* **Problem statement**
Identify each line below that contains the word "Deserialize", and copy it out.

(Excerpts from a dataset)
Content starts

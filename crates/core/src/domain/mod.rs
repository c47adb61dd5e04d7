pub mod catalog;
pub mod entity;
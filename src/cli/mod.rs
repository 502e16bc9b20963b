//! CLI Module
//!
//! Command-line front end over JSON documents. Measurements, filter lists
//! and configuration are read from files; results are written as JSON.

pub mod commands;

use clap::{Parser, Subcommand, ValueEnum};
use std::path::PathBuf;

use crate::measurement::MathOperation;

/// Filter synthesis, frequency response and math traces for measurements
#[derive(Parser, Debug)]
#[command(name = "tfmath")]
#[command(version, about, long_about = None)]
pub struct Cli {
    /// Enable verbose output
    #[arg(short, long, global = true)]
    pub verbose: bool,

    /// Engine configuration file (JSON)
    #[arg(short, long, global = true)]
    pub config: Option<PathBuf>,

    /// Override the configured sample rate (Hz)
    #[arg(long, global = true)]
    pub sample_rate: Option<f64>,

    #[command(subcommand)]
    pub command: Commands,
}

#[derive(Subcommand, Debug)]
pub enum Commands {
    /// Print the summed response of a filter list on a log grid
    #[command(name = "response")]
    Response {
        /// Filter list (JSON array of descriptors)
        filters: PathBuf,

        #[command(flatten)]
        grid: GridArgs,
    },

    /// Apply a filter list to a measurement's magnitude
    #[command(name = "apply-eq")]
    ApplyEq {
        /// Measurement (JSON)
        measurement: PathBuf,

        /// Filter list (JSON array of descriptors)
        #[arg(short, long)]
        filters: PathBuf,
    },

    /// Combine measurements into a math trace
    #[command(name = "combine")]
    Combine {
        /// Combination to perform
        #[arg(short, long, value_enum)]
        op: OperationArg,

        /// Source measurements (JSON), in order
        #[arg(required = true)]
        sources: Vec<PathBuf>,
    },

    /// Print a built-in target curve on a log grid
    #[command(name = "target")]
    Target {
        /// Which target
        #[arg(value_enum)]
        name: TargetArg,

        #[command(flatten)]
        grid: GridArgs,
    },
}

/// Log-spaced output grid
#[derive(clap::Args, Debug, Clone, Copy)]
pub struct GridArgs {
    /// Lowest frequency (Hz)
    #[arg(long, default_value_t = 20.0)]
    pub start: f64,

    /// Highest frequency (Hz)
    #[arg(long, default_value_t = 20_000.0)]
    pub end: f64,

    /// Number of points
    #[arg(long, default_value_t = 200)]
    pub points: usize,
}

#[derive(ValueEnum, Debug, Clone, Copy, PartialEq, Eq)]
pub enum OperationArg {
    Sum,
    Average,
    Subtract,
}

impl From<OperationArg> for MathOperation {
    fn from(op: OperationArg) -> Self {
        match op {
            OperationArg::Sum => MathOperation::Sum,
            OperationArg::Average => MathOperation::Average,
            OperationArg::Subtract => MathOperation::Subtract,
        }
    }
}

#[derive(ValueEnum, Debug, Clone, Copy, PartialEq, Eq)]
pub enum TargetArg {
    Flat,
    Tilt,
    Custom,
}
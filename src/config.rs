//! Engine configuration
//!
//! Loaded from a JSON document; every key is optional and falls back to the
//! defaults below.

use std::fs;
use std::path::Path;

use serde::{Deserialize, Serialize};

use crate::error::{Result, TfError};

/// Default sample rate for filter synthesis, in Hz
pub const DEFAULT_SAMPLE_RATE: f64 = 48000.0;

/// Two grids are the same if every bin agrees within this many Hz
pub const DEFAULT_GRID_TOLERANCE_HZ: f64 = 1e-6;

/// Smallest coherence weight a source gets when averaging
pub const DEFAULT_COHERENCE_WEIGHT_FLOOR: f64 = 0.1;

/// Top-level configuration
#[derive(Debug, Clone, PartialEq, Serialize, Deserialize)]
#[serde(default)]
pub struct EngineConfig {
    /// Sample rate used to synthesize and evaluate filters
    pub sample_rate: f64,
    /// Transfer-function combiner settings
    pub combine: CombineOptions,
    /// Analytic tilt target settings
    pub tilt: TiltOptions,
}

impl Default for EngineConfig {
    fn default() -> Self {
        Self {
            sample_rate: DEFAULT_SAMPLE_RATE,
            combine: CombineOptions::default(),
            tilt: TiltOptions::default(),
        }
    }
}

impl EngineConfig {
    /// Load and validate a configuration file
    pub fn load(path: &Path) -> Result<Self> {
        let text = fs::read_to_string(path)?;
        let config: EngineConfig = serde_json::from_str(&text)?;
        config.validate()?;
        tracing::debug!(
            path = %path.display(),
            sample_rate = config.sample_rate,
            "loaded configuration"
        );
        Ok(config)
    }

    /// Validate parameter ranges
    pub fn validate(&self) -> Result<()> {
        if !(self.sample_rate.is_finite() && self.sample_rate > 0.0) {
            return Err(invalid("sample_rate", self.sample_rate, "a positive number of Hz"));
        }
        self.combine.validate()?;
        self.tilt.validate()
    }
}

fn invalid(param: &str, value: f64, expected: &str) -> TfError {
    TfError::InvalidConfig {
        param: param.to_string(),
        value: value.to_string(),
        expected: expected.to_string(),
    }
}

/// Settings of the transfer-function combiner
#[derive(Debug, Clone, Copy, PartialEq, Serialize, Deserialize)]
#[serde(default)]
pub struct CombineOptions {
    /// Per-bin frequency tolerance when checking grid compatibility
    pub grid_tolerance_hz: f64,
    /// Minimum weight of a source in a coherence-weighted average
    pub coherence_weight_floor: f64,
}

impl Default for CombineOptions {
    fn default() -> Self {
        Self {
            grid_tolerance_hz: DEFAULT_GRID_TOLERANCE_HZ,
            coherence_weight_floor: DEFAULT_COHERENCE_WEIGHT_FLOOR,
        }
    }
}

impl CombineOptions {
    pub fn validate(&self) -> Result<()> {
        if !(self.grid_tolerance_hz.is_finite() && self.grid_tolerance_hz >= 0.0) {
            return Err(invalid(
                "combine.grid_tolerance_hz",
                self.grid_tolerance_hz,
                "a non-negative number of Hz",
            ));
        }
        if !(self.coherence_weight_floor > 0.0 && self.coherence_weight_floor <= 1.0) {
            return Err(invalid(
                "combine.coherence_weight_floor",
                self.coherence_weight_floor,
                "a value in (0, 1]",
            ));
        }
        Ok(())
    }
}

/// Analytic tilt target: `db_per_octave * log2(f / pivot_hz)`
#[derive(Debug, Clone, Copy, PartialEq, Serialize, Deserialize)]
#[serde(default)]
pub struct TiltOptions {
    pub db_per_octave: f64,
    pub pivot_hz: f64,
}

impl Default for TiltOptions {
    fn default() -> Self {
        Self {
            db_per_octave: -1.0,
            pivot_hz: 1000.0,
        }
    }
}

impl TiltOptions {
    pub fn validate(&self) -> Result<()> {
        if !self.db_per_octave.is_finite() {
            return Err(invalid("tilt.db_per_octave", self.db_per_octave, "a finite slope"));
        }
        if !(self.pivot_hz.is_finite() && self.pivot_hz > 0.0) {
            return Err(invalid("tilt.pivot_hz", self.pivot_hz, "a positive number of Hz"));
        }
        Ok(())
    }
}
//! Error handling for tfmath
//!
//! Precondition failures are recoverable and carry enough context for the
//! caller to explain what went wrong. Numeric degeneracy is never an error;
//! it is absorbed by the clamps in [`crate::dsp::complex`].

use thiserror::Error;

use crate::measurement::MeasurementId;

/// Result type alias for tfmath operations
pub type Result<T> = std::result::Result<T, TfError>;

/// Main error type for tfmath operations
#[derive(Error, Debug)]
pub enum TfError {
    // Descriptor Errors
    #[error("Unknown device preset kind: {kind}")]
    UnknownPresetKind { kind: String },

    // Input Errors
    #[error("Length mismatch for {what}: expected {expected}, got {actual}")]
    LengthMismatch {
        what: &'static str,
        expected: usize,
        actual: usize,
    },

    #[error("Invalid frequency range: {start_hz} Hz to {end_hz} Hz")]
    InvalidFrequencyRange { start_hz: f64, end_hz: f64 },

    #[error("Invalid configuration: {param} = {value} (expected {expected})")]
    InvalidConfig {
        param: String,
        value: String,
        expected: String,
    },

    // Combination Errors
    #[error(transparent)]
    Combine(#[from] CombineError),

    // I/O Errors
    #[error("I/O error: {0}")]
    Io(#[from] std::io::Error),

    // Serialization Errors
    #[error("Serialization error: {0}")]
    Serialization(#[from] serde_json::Error),
}

impl TfError {
    /// Get the error code for this error type
    pub fn error_code(&self) -> &'static str {
        match self {
            TfError::UnknownPresetKind { .. } => "UNKNOWN_PRESET_KIND",
            TfError::LengthMismatch { .. } => "LENGTH_MISMATCH",
            TfError::InvalidFrequencyRange { .. } => "INVALID_FREQUENCY_RANGE",
            TfError::InvalidConfig { .. } => "INVALID_CONFIG",
            TfError::Combine(inner) => inner.error_code(),
            TfError::Io(_) => "IO_ERROR",
            TfError::Serialization(_) => "SERIALIZATION_ERROR",
        }
    }

    /// Check if this error is recoverable by the caller
    ///
    /// An unknown preset kind can only come from a table miss, which is a
    /// programming error rather than bad input.
    pub fn is_recoverable(&self) -> bool {
        !matches!(self, TfError::UnknownPresetKind { .. })
    }

    /// Get recovery suggestions for this error
    pub fn recovery_suggestions(&self) -> Vec<&'static str> {
        match self {
            TfError::UnknownPresetKind { .. } => vec![
                "Check the preset name against the supported device presets",
                "Use a parametric filter with explicit frequency, gain and Q instead",
            ],
            TfError::LengthMismatch { .. } => vec![
                "Every curve must have one value per frequency bin",
                "Resample the curve onto the same frequency grid first",
            ],
            TfError::InvalidFrequencyRange { .. } => vec![
                "Start frequency must be positive",
                "End frequency must not be below the start frequency",
            ],
            TfError::InvalidConfig { .. } => vec![
                "Sample rate must be positive and finite",
                "Remove the offending key to fall back to its default",
            ],
            TfError::Combine(inner) => inner.recovery_suggestions(),
            TfError::Io(_) => vec!["Check the file path is correct and readable"],
            TfError::Serialization(_) => {
                vec!["Check the JSON document matches the expected schema"]
            }
        }
    }
}

/// Precondition failures of the transfer-function combiner
///
/// These never abort a computation: the combiner reports them together with
/// an empty measurement (see [`crate::measurement::CombineOutcome`]).
#[derive(Error, Debug, Clone, PartialEq)]
pub enum CombineError {
    #[error("No source measurements supplied")]
    NoSources,

    #[error("Subtract needs exactly 2 sources, got {count}")]
    SubtractArity { count: usize },

    #[error("Source measurements have no frequency bins")]
    EmptyGrid,

    #[error("Invalid combine options: {reason}")]
    InvalidOptions { reason: String },

    #[error("Source {source_index} has {actual} frequency bins, expected {expected}")]
    GridLengthMismatch {
        source_index: usize,
        expected: usize,
        actual: usize,
    },

    #[error(
        "Source {source_index} frequency grid differs at bin {bin}: {actual_hz} vs {expected_hz} Hz"
    )]
    GridValueMismatch {
        source_index: usize,
        bin: usize,
        expected_hz: f64,
        actual_hz: f64,
    },

    #[error("Source {source_index} {series} has {actual} values, expected {expected}")]
    SeriesLengthMismatch {
        source_index: usize,
        series: &'static str,
        expected: usize,
        actual: usize,
    },

    #[error("Source measurement not found: {id}")]
    MissingSource { id: MeasurementId },
}

impl CombineError {
    /// Get the error code for this error type
    pub fn error_code(&self) -> &'static str {
        match self {
            CombineError::NoSources => "NO_SOURCES",
            CombineError::SubtractArity { .. } => "SUBTRACT_ARITY",
            CombineError::EmptyGrid => "EMPTY_GRID",
            CombineError::InvalidOptions { .. } => "INVALID_OPTIONS",
            CombineError::GridLengthMismatch { .. } => "GRID_LENGTH_MISMATCH",
            CombineError::GridValueMismatch { .. } => "GRID_VALUE_MISMATCH",
            CombineError::SeriesLengthMismatch { .. } => "SERIES_LENGTH_MISMATCH",
            CombineError::MissingSource { .. } => "MISSING_SOURCE",
        }
    }

    /// Get recovery suggestions for this error
    pub fn recovery_suggestions(&self) -> Vec<&'static str> {
        match self {
            CombineError::NoSources => vec!["Add at least one source measurement to the trace"],
            CombineError::SubtractArity { .. } => vec![
                "Select exactly two measurements to subtract",
                "Use sum or average to combine more than two measurements",
            ],
            CombineError::EmptyGrid => vec!["Measure or load data before combining"],
            CombineError::InvalidOptions { .. } => vec![
                "Grid tolerance must be a non-negative number of Hz",
                "Coherence weight floor must lie in (0, 1]",
            ],
            CombineError::GridLengthMismatch { .. } | CombineError::GridValueMismatch { .. } => {
                vec![
                    "Measurements must share one frequency grid",
                    "Re-capture with the same FFT size and sample rate",
                ]
            }
            CombineError::SeriesLengthMismatch { .. } => {
                vec!["The measurement is corrupt: every series must match its frequency grid"]
            }
            CombineError::MissingSource { .. } => vec![
                "The source measurement was deleted",
                "Pick a replacement source or remove the math trace",
            ],
        }
    }
}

Content ends

* **Expected answer**
use serde::{Deserialize, Serialize};
#[derive(Debug, Clone, PartialEq, Serialize, Deserialize)]
#[derive(Debug, Clone, Copy, PartialEq, Serialize, Deserialize)]
#[derive(Debug, Clone, Copy, PartialEq, Serialize, Deserialize)]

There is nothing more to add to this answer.